Rental profits are equal to the amount of income you are due to receive from letting, less any ‘allowable expenses’.

What is ‘income’?

Note that we say above ‘income you are due to receive’ rather than ‘income you have received’. This means that you pay tax on the rent that your tenant should have paid you rather than what they actually paid you.

Let us say that Simon is renting a property from you and you agree he will pay you £400 a month, but he gets behind with the rent. You still have to pay tax on the £400 a month he was due to pay you, even though you did not actually get it.

But if it becomes clear that you are never going to recover the money you are owed, you might be able to claim this as an expense against the rent – known as a ‘bad debt’.

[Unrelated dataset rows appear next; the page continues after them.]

//! In-memory filesystem implementation.

use crate::{FileMetadata, FileSystem};
use parking_lot::RwLock;
use std::collections::HashMap;
use std::io;
use std::path::{Component, Path, PathBuf};
use std::sync::Arc;

/// In-memory filesystem.
///
/// Files are kept in an `Arc<RwLock<HashMap>>`; cloning the filesystem shares
/// the same storage. Directories are implicit.
#[derive(Debug, Clone)]
pub struct MemoryFileSystem {
    project_root: PathBuf,
    files: Arc<RwLock<HashMap<PathBuf, Vec<u8>>>>,
}

impl MemoryFileSystem {
    /// Create an empty in-memory filesystem rooted at `project_root`.
    pub fn new(project_root: impl AsRef<Path>) -> io::Result<Self> {
        Ok(Self {
            project_root: Self::normalize(project_root.as_ref())?,
            files: Arc::new(RwLock::new(HashMap::new())),
        })
    }

    /// Add a file, relative paths are resolved against the root.
    pub fn add_file(&self, path: impl AsRef<Path>, contents: impl Into<Vec<u8>>) -> io::Result<()> {
        let normalized = self.validate_path(path.as_ref())?;
        self.files.write().insert(normalized, contents.into());
        Ok(())
    }

    /// Number of stored files.
    pub fn len(&self) -> usize {
        self.files.read().len()
    }

    /// Whether no file is stored.
    pub fn is_empty(&self) -> bool {
        self.files.read().is_empty()
    }

    fn normalize(path: &Path) -> io::Result<PathBuf> {
        let mut components = Vec::new();
        let mut is_absolute = false;

        for component in path.components() {
            match component {
                Component::Prefix(_) | Component::RootDir => {
                    is_absolute = true;
                    components.clear();
                }
                Component::CurDir => {}
                Component::ParentDir => {
                    if components.pop().is_none() {
                        return Err(io::Error::new(
                            io::ErrorKind::PermissionDenied,
                            "Path attempts to escape root using ..",
                        ));
                    }
                }
                Component::Normal(name) => components.push(name),
            }
        }

        let mut result = PathBuf::new();
        if is_absolute {
            result.push("/");
        }
        for component in components {
            result.push(component);
        }
        Ok(result)
    }

    fn validate_path(&self, path: &Path) -> io::Result<PathBuf> {
        let absolute = if path.is_absolute() {
            path.to_path_buf()
        } else {
            self.project_root.join(path)
        };
        let normalized = Self::normalize(&absolute)?;

        if !normalized.starts_with(&self.project_root) {
            return Err(io::Error::new(
                io::ErrorKind::PermissionDenied,
                format!(
                    "Path traversal detected: {} is outside {}",
                    normalized.display(),
                    self.project_root.display()
                ),
            ));
        }

        Ok(normalized)
    }
}

#[async_trait::async_trait]
impl FileSystem for MemoryFileSystem {
    async fn exists(&self, path: &Path) -> io::Result<bool> {
        let normalized = self.validate_path(path)?;
        Ok(self.files.read().contains_key(&normalized))
    }

    async fn read_to_string(&self, path: &Path) -> io::Result<String> {
        let bytes = self.read(path).await?;
        String::from_utf8(bytes).map_err(|e| io::Error::new(io::ErrorKind::InvalidData, e))
    }

    async fn read(&self, path: &Path) -> io::Result<Vec<u8>> {
        let normalized = self.validate_path(path)?;
        self.files.read().get(&normalized).cloned().ok_or_else(|| {
            io::Error::new(
                io::ErrorKind::NotFound,
                format!("File not found: {}", normalized.display()),
            )
        })
    }

    async fn metadata(&self, path: &Path) -> io::Result<FileMetadata> {
        let normalized = self.validate_path(path)?;
        let files = self.files.read();

        Ok(match files.get(&normalized) {
            Some(contents) => FileMetadata {
                exists: true,
                is_file: true,
                is_dir: false,
                size: contents.len() as u64,
            },
            None => FileMetadata::missing(),
        })
    }

    async fn write(&self, path: &Path, contents: &str) -> io::Result<()> {
        let normalized = self.validate_path(path)?;
        self.files
            .write()
            .insert(normalized, contents.as_bytes().to_vec());
        Ok(())
    }

    async fn rename(&self, from: &Path, to: &Path) -> io::Result<()> {
        let from_normalized = self.validate_path(from)?;
        let to_normalized = self.validate_path(to)?;

        let mut files = self.files.write();
        let contents = files
            .remove(&from_normalized)
            .ok_or_else(|| io::Error::new(io::ErrorKind::NotFound, "Source file not found"))?;
        files.insert(to_normalized, contents);
        Ok(())
    }

    async fn create_dir_all(&self, path: &Path) -> io::Result<()> {
        // Directories are implicit
        self.validate_path(path).map(|_| ())
    }

    fn project_root(&self) -> &Path {
        &self.project_root
    }
}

What are ‘allowable expenses’?

Allowable expenses are basically expenditure, other than capital expenditure, like improvements to the property, incurred ‘wholly and exclusively’ for the purposes of the rental, for example:

  • the cost of repairs and renewals which are necessary to maintain the property in a suitable condition to let out. Note that if you spend money on improving a property, such as adding an extension, or have to do work to the property to make it suitable to rent out when you first let it, this is not allowable;
  • the cost of insurance;
  • costs of finding a tenant, such as advertising;
  • legal costs on the renewal of a letting agreement;
  • letting agents’ fees, if you use one;
  • interest on money borrowed to purchase or improve the property. Note that if you have a repayment mortgage, the amount you pay off the loan balance – the ‘capital’ element – is not an allowable expense.

From April 2016, you can deduct the costs you actually incur on replacing furnishings, appliances and kitchenware in the property. You can claim relief for a like-for-like, or nearest modern equivalent, replacement. You can also claim the costs of disposing of the old asset, although you have to set off anything you receive for the old asset against those costs first.

This replacement relief is instead of 'wear and tear' allowance, which was available until April 2016 if you let a property which was furnished – meaning that you supplied beds, sofas, white goods and so forth so that someone could live in it without needing their own furniture. Note that the replacement relief for furnishings is available to all landlords, not just those who let out fully-furnished properties.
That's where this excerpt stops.